▶ _What is required_: The data below holds the lines to copy: everything from the line containing "let mut bytes: Vec<u8>" to the line containing "for slot in", both ends included, set down exactly.

:: Data in this exercise

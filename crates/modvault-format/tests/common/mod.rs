//! Hand-assembled module buffers shared by the integration tests.

#![allow(dead_code)]

/// One note cell: (period, instrument, effect, parameter).
pub type Cell = (u16, u8, u8, u8);

pub fn pack_note((period, instrument, effect, parameter): Cell) -> [u8; 4] {
    [
        (instrument & 0xF0) | ((period >> 8) as u8 & 0x0F),
        (period & 0xFF) as u8,
        ((instrument & 0x0F) << 4) | (effect & 0x0F),
        parameter,
    ]
}

/// One byte per char (Latin-1), zero-padded to `width`.
fn field(text: &str, width: usize) -> Vec<u8> {
    let mut bytes: Vec<u8> = text.chars().map(|c| c as u8).collect();
    bytes.resize(width, 0);
    bytes
}

/// A ProTracker sample slot: name and PCM (even length).
pub struct ModSample<'a> {
    pub name: &'a str,
    pub volume: u8,
    pub pcm: Vec<u8>,
}

/// Assemble a MOD file. `notes` lists (pattern, row, channel, cell).
pub fn mod_bytes(
    title: &str,
    magic: &[u8; 4],
    channels: usize,
    order: &[u8],
    num_patterns: usize,
    notes: &[(usize, usize, usize, Cell)],
    samples: &[ModSample<'_>],
) -> Vec<u8> {
    let mut buf = field(title, 20);
    for slot in 0..31 {
        match samples.get(slot) {
            Some(sample) => {
                buf.extend(field(sample.name, 22));
                buf.extend(((sample.pcm.len() / 2) as u16).to_be_bytes());
                buf.push(0);
                buf.push(sample.volume);
                buf.extend(0u16.to_be_bytes());
                buf.extend(1u16.to_be_bytes());
            }
            None => buf.extend([0u8; 30]),
        }
    }
    buf.push(order.len() as u8);
    buf.push(0);
    let mut table = [0u8; 128];
    table[..order.len()].copy_from_slice(order);
    buf.extend(table);
    buf.extend(magic);

    let pattern_len = 64 * channels * 4;
    let start = buf.len();
    buf.resize(start + num_patterns * pattern_len, 0);
    for &(pattern, row, channel, cell) in notes {
        let at = start + pattern * pattern_len + (row * channels + channel) * 4;
        buf[at..at + 4].copy_from_slice(&pack_note(cell));
    }
    for sample in samples {
        buf.extend(&sample.pcm);
    }
    buf
}

/// Offset of the single sample record in [`s3m_bytes`] output.
pub const S3M_RECORD_OFFSET: usize = 0x70;

/// An S3M file with one 8-bit sample record and one pattern pointer.
pub fn s3m_bytes(title: &str, pcm: &[u8]) -> Vec<u8> {
    let pcm_offset = 0xC0;
    let mut buf = vec![0u8; pcm_offset + pcm.len()];
    buf[..title.len()].copy_from_slice(title.as_bytes());
    buf[32..34].copy_from_slice(&1u16.to_le_bytes());
    buf[34..36].copy_from_slice(&1u16.to_le_bytes());
    buf[36..38].copy_from_slice(&1u16.to_le_bytes());
    buf[44..48].copy_from_slice(b"SCRM");
    buf[96] = 0;
    buf[97..99].copy_from_slice(&((S3M_RECORD_OFFSET / 16) as u16).to_le_bytes());
    buf[99..101].copy_from_slice(&0x20u16.to_le_bytes());

    let r = S3M_RECORD_OFFSET;
    buf[r] = 1;
    buf[r + 1..r + 9].copy_from_slice(b"TEST.SMP");
    buf[r + 14..r + 16].copy_from_slice(&((pcm_offset / 16) as u16).to_le_bytes());
    buf[r + 16..r + 20].copy_from_slice(&(pcm.len() as u32).to_le_bytes());
    buf[r + 28] = 64;
    buf[r + 48..r + 54].copy_from_slice(b"sample");
    buf[r + 76..r + 80].copy_from_slice(b"SCRS");
    buf[pcm_offset..].copy_from_slice(pcm);
    buf
}

/// An XM file with no patterns and one instrument holding one 8-bit sample.
/// `deltas` is stored as-is.
pub fn xm_bytes(title: &str, deltas: &[u8]) -> Vec<u8> {
    let mut buf = b"Extended Module: ".to_vec();
    buf.extend(field(title, 20));
    buf.push(0x1A);
    buf.extend(field("modvault tests", 20));
    buf.extend(0x0104u16.to_le_bytes());
    buf.extend(276u32.to_le_bytes());
    buf.extend(1u16.to_le_bytes()); // song length
    buf.extend(0u16.to_le_bytes()); // restart
    buf.extend(4u16.to_le_bytes()); // channels
    buf.extend(0u16.to_le_bytes()); // patterns
    buf.extend(1u16.to_le_bytes()); // instruments
    buf.extend(1u16.to_le_bytes()); // flags
    buf.extend(6u16.to_le_bytes()); // tempo
    buf.extend(125u16.to_le_bytes()); // bpm
    buf.extend([0u8; 256]);

    let start = buf.len();
    buf.extend(263u32.to_le_bytes());
    buf.extend(field("piano", 22));
    buf.push(0);
    buf.extend(1u16.to_le_bytes());
    buf.extend(40u32.to_le_bytes());
    buf.resize(start + 263, 0);

    buf.extend((deltas.len() as u32).to_le_bytes());
    buf.extend([0u8; 8]); // loop start, loop length
    buf.push(64); // volume
    buf.push(0); // finetune
    buf.push(0); // 8-bit, no loop
    buf.push(0x80); // panning
    buf.push(0); // relative note
    buf.push(0); // delta coded
    buf.extend(field("piano c", 22));
    buf.extend(deltas);
    buf
}

/// An IT file with one instrument and one sample.
pub fn it_bytes(title: &str, pcm: &[u8]) -> Vec<u8> {
    let instrument_offset = 0x100;
    let sample_offset = 0x180;
    let pcm_offset = 0x200;
    let mut buf = vec![0u8; pcm_offset + pcm.len()];
    buf[..4].copy_from_slice(b"IMPM");
    buf[4..4 + title.len()].copy_from_slice(title.as_bytes());
    buf[32..34].copy_from_slice(&1u16.to_le_bytes());
    buf[34..36].copy_from_slice(&1u16.to_le_bytes());
    buf[36..38].copy_from_slice(&1u16.to_le_bytes());
    buf[192] = 0;
    buf[193..197].copy_from_slice(&(instrument_offset as u32).to_le_bytes());
    buf[197..201].copy_from_slice(&(sample_offset as u32).to_le_bytes());

    buf[instrument_offset..instrument_offset + 4].copy_from_slice(b"IMPI");
    buf[instrument_offset + 32..instrument_offset + 37].copy_from_slice(b"organ");

    let s = sample_offset;
    buf[s..s + 4].copy_from_slice(b"IMPS");
    buf[s + 18] = 0x01;
    buf[s + 20..s + 27].copy_from_slice(b"organ c");
    buf[s + 48..s + 52].copy_from_slice(&(pcm.len() as u32).to_le_bytes());
    buf[s + 72..s + 76].copy_from_slice(&(pcm_offset as u32).to_le_bytes());
    buf[pcm_offset..].copy_from_slice(pcm);
    buf
}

::::

▶ _Written solution_:
    let mut bytes: Vec<u8> = text.chars().map(|c| c as u8).collect();
    bytes.resize(width, 0);
    bytes
}

/// A ProTracker sample slot: name and PCM (even length).
pub struct ModSample<'a> {
    pub name: &'a str,
    pub volume: u8,
    pub pcm: Vec<u8>,
}

/// Assemble a MOD file. `notes` lists (pattern, row, channel, cell).
pub fn mod_bytes(
    title: &str,
    magic: &[u8; 4],
    channels: usize,
    order: &[u8],
    num_patterns: usize,
    notes: &[(usize, usize, usize, Cell)],
    samples: &[ModSample<'_>],
) -> Vec<u8> {
    let mut buf = field(title, 20);
    for slot in 0..31 {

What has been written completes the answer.